Work instructions:
From the data that follows, copy every line holding the string "DeviceSettings".

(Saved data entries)
▶
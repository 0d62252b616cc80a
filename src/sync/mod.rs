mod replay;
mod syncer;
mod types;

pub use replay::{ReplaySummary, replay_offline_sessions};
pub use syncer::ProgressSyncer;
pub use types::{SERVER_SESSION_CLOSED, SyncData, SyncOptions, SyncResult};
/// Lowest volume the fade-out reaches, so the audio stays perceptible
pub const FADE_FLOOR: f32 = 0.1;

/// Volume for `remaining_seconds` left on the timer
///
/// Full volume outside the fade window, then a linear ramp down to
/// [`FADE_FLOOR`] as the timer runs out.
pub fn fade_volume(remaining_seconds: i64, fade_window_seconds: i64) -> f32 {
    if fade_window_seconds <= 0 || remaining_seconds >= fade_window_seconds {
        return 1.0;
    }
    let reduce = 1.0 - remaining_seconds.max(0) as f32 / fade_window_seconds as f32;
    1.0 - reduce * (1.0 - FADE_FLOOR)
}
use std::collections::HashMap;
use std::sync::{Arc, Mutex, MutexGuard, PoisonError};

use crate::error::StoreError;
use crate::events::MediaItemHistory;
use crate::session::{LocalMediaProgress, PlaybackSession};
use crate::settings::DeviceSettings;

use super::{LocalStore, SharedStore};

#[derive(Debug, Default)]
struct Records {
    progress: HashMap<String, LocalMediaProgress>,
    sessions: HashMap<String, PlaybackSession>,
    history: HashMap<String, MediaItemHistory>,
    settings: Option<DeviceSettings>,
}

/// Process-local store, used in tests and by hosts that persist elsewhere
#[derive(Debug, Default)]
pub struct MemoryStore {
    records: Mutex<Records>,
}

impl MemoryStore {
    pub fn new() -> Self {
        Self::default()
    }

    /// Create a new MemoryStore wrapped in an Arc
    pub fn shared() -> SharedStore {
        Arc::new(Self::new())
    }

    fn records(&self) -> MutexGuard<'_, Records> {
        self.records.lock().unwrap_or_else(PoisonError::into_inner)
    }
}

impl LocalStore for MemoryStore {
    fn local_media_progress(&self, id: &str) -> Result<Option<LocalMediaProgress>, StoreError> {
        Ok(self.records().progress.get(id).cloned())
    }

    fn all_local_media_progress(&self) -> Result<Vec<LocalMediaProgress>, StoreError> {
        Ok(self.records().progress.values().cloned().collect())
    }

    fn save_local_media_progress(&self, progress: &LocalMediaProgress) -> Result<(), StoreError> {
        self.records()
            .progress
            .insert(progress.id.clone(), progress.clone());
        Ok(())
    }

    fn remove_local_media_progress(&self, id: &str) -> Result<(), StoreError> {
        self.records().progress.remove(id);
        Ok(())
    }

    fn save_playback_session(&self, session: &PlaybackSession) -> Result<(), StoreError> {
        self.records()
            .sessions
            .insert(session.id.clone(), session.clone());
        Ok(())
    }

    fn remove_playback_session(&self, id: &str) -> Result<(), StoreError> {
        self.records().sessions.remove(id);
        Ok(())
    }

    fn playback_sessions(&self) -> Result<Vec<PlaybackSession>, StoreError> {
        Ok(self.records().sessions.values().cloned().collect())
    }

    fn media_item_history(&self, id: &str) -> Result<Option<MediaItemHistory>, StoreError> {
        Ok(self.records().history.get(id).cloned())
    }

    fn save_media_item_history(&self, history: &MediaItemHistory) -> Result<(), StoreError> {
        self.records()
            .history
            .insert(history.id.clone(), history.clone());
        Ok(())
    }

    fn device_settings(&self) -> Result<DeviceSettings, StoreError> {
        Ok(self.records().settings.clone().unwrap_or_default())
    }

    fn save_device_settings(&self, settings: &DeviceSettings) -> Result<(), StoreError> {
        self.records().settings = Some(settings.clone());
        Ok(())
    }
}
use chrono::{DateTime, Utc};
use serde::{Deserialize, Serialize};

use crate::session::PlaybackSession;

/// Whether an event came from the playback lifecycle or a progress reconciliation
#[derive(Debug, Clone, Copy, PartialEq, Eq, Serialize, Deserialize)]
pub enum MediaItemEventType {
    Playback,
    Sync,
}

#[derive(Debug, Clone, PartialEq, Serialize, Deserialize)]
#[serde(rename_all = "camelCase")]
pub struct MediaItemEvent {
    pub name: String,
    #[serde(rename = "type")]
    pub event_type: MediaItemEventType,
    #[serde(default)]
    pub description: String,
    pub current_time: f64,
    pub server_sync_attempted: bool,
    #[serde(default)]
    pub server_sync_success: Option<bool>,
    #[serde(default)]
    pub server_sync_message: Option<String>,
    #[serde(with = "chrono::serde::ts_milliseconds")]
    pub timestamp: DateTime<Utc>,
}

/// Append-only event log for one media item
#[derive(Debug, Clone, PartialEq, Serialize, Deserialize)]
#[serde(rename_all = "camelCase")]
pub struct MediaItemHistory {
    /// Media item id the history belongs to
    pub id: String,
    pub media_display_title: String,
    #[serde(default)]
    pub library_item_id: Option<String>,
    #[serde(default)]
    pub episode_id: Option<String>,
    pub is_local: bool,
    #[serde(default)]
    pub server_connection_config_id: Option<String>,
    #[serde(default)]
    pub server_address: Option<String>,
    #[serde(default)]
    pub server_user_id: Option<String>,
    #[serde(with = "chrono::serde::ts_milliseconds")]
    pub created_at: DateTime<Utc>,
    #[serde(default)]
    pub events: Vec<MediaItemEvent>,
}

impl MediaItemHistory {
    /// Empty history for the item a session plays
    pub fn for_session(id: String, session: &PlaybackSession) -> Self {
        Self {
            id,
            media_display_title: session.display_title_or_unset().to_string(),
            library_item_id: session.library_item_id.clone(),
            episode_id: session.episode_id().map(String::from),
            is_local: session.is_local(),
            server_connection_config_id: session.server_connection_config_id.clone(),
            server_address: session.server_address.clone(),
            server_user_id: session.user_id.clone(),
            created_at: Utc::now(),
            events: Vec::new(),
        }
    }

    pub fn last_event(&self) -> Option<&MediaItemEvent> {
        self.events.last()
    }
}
◀
Answer space:
use crate::settings::DeviceSettings;
    settings: Option<DeviceSettings>,
    fn device_settings(&self) -> Result<DeviceSettings, StoreError> {
    fn save_device_settings(&self, settings: &DeviceSettings) -> Result<(), StoreError> {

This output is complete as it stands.